Through peace, it’s justice we seek!
The hunter will meet the fate of the hunted
And the mighty will serve the meek!

…….The blurb goes thus…….

READ IT >> HERE<<
 
 

A brilliant political thriller, Randeep Wadehra’s ‘The Curse’ draws the reader in one, into its web right from the word ‘Go!’ and has the power to ignite the imagination and potential to make him/ her aware of the dangers of a totalitarian government.

Packed with quite a punch, the book revolves around the fictional Kingdom of Bodh and it’s political atmosphere. Somewhere down the line, it makes one wonder whether it is a fictional kingdom we are reading of, or is the story set in a real country. The uncanny resemblance of the storyline to the happenings in India from quite some decades, helps strike a chord within, so much so that one starts identifying the characters with people and situations around. The names of the characters too lend credence to their nature. So in effect I’d say the book though categorized as a fiction is more a commentary on the hapless situation the Nation and its people have been going through, since independence. It feels more like a political satire than a pure work of fiction. Here the rich grow richer, the unscrupulous shed shame, the corrupt spread their tentacles far and wide, votes decide welfare measures and the hapless struggle to save the little they have.They are taken for a ride. But slowly ‘The Curse’ (symbolical of the embitterment within the hearts of the oppressed masses) of the frail old woman in Randeep Wadehra’s story, is working.
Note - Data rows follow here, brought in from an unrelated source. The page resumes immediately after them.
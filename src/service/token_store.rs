use std::collections::BTreeMap;
use std::fs::{self, OpenOptions};
use std::io::Write;
use std::path::{Path, PathBuf};
use std::sync::Mutex;

use thiserror::Error;

pub const TOKEN_KEY: &str = "token";
pub const LEGACY_TOKEN_KEY: &str = "jwt";

#[derive(Debug, Error)]
pub enum StoreError {
    #[error("token file error: {0}")]
    Io(#[from] std::io::Error),
    #[error("token file is not valid JSON: {0}")]
    Json(#[from] serde_json::Error),
}

/// Key/value session storage holding the bearer token.
///
/// Writes go to `token`; reads fall back to the legacy `jwt` key so sessions
/// saved by older front ends keep working. When backed by a file, every
/// mutation is flushed immediately.
#[derive(Debug)]
pub struct TokenStore {
    path: Option<PathBuf>,
    entries: Mutex<BTreeMap<String, String>>,
}

impl TokenStore {
    pub fn in_memory() -> Self {
        Self {
            path: None,
            entries: Mutex::new(BTreeMap::new()),
        }
    }

    /// Opens a file-backed store. A missing, empty or unreadable-as-JSON file
    /// starts an anonymous session; the next write replaces it.
    pub fn open(path: impl AsRef<Path>) -> Result<Self, StoreError> {
        let path = path.as_ref().to_path_buf();
        let entries = match fs::read_to_string(&path) {
            Ok(content) if content.trim().is_empty() => BTreeMap::new(),
            Ok(content) => match serde_json::from_str(&content) {
                Ok(entries) => entries,
                Err(err) => {
                    tracing::warn!("Discarding session file {}: {}", path.display(), err);
                    BTreeMap::new()
                }
            },
            Err(err) if err.kind() == std::io::ErrorKind::NotFound => BTreeMap::new(),
            Err(err) => return Err(err.into()),
        };
        Ok(Self {
            path: Some(path),
            entries: Mutex::new(entries),
        })
    }

    pub fn get_token(&self) -> Option<String> {
        let entries = self.lock();
        [TOKEN_KEY, LEGACY_TOKEN_KEY]
            .iter()
            .filter_map(|key| entries.get(*key))
            .find(|value| !value.is_empty())
            .cloned()
    }

    pub fn set_token(&self, token: &str) -> Result<(), StoreError> {
        self.put(TOKEN_KEY, token)
    }

    pub fn clear_token(&self) -> Result<(), StoreError> {
        self.update(|entries| {
            entries.remove(TOKEN_KEY);
            entries.remove(LEGACY_TOKEN_KEY);
        })
    }

    /// Raw write under an arbitrary key.
    pub fn put(&self, key: &str, value: &str) -> Result<(), StoreError> {
        self.update(|entries| {
            entries.insert(key.to_string(), value.to_string());
        })
    }

    /// Applies a change in memory only once it has been persisted.
    fn update(&self, change: impl FnOnce(&mut BTreeMap<String, String>)) -> Result<(), StoreError> {
        let mut entries = self.lock();
        let mut next = entries.clone();
        change(&mut next);
        self.flush(&next)?;
        *entries = next;
        Ok(())
    }

    fn lock(&self) -> std::sync::MutexGuard<'_, BTreeMap<String, String>> {
        self.entries
            .lock()
            .unwrap_or_else(|poisoned| poisoned.into_inner())
    }

    fn flush(&self, entries: &BTreeMap<String, String>) -> Result<(), StoreError> {
        let Some(path) = &self.path else {
            return Ok(());
        };
        if let Some(parent) = path.parent() {
            if !parent.as_os_str().is_empty() {
                fs::create_dir_all(parent)?;
            }
        }
        let content = serde_json::to_string_pretty(entries)?;
        let staging = path.with_extension("tmp");
        let mut options = OpenOptions::new();
        options.write(true).create(true).truncate(true);
        #[cfg(unix)]
        {
            use std::os::unix::fs::OpenOptionsExt;
            options.mode(0o600);
        }
        let mut file = options.open(&staging)?;
        file.write_all(content.as_bytes())?;
        file.sync_all()?;
        fs::rename(&staging, path)?;
        Ok(())
    }
}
Replete with various emotions right from subtle love to lust, greed to self- abnegating, vengefulness to humanistic, rebellious to amenable, the book gives an insight into the working of the human mind. So in a way it also offers the reader a psychological insight into the ruler and the ruled, the hunter and the hunted, the victor and the loser and points a finger at the chords that need to be strung perfectly to help a nation march forward with least resistance and more receptivity. Another aspect that struck me was the way ideology and religion has been addressed here. To quote:

“Ideological prisms take the focus away from human issues and help the self- serving politicians; Religion has become an instrument of promoting hatred, superstition, and violence.”

The quote fits in perfectly in today’s India. Religion which has always worked as an instrument to help the disturbed stay calm and focused, bring the stray one into the fold and tug at the moral side of the one it addresses, has now slowly but steadily turned out to be a tool in the hands of a few to spread anarchy. This aspect is unsteadying and disturbing. Ideologies that were at one time seen as instruments of welfare and growth are now puppets in the hands of the self- serving and seek to destroy the meek and compliant for extraneous gains. In shorts instruments molded with good in mind have now turned evil in the hands of a few.

The characters are well articulated and live up to their names. One can easily relate to them. But the thing that really had me floored was the twist at the end. It took me totally unawares. I’d say it was a master-stroke aimed at hitting the reader hard especially where it mattered most- his/ her sensibility. It proved to be a classic ending to a truly enjoyable and engaging read.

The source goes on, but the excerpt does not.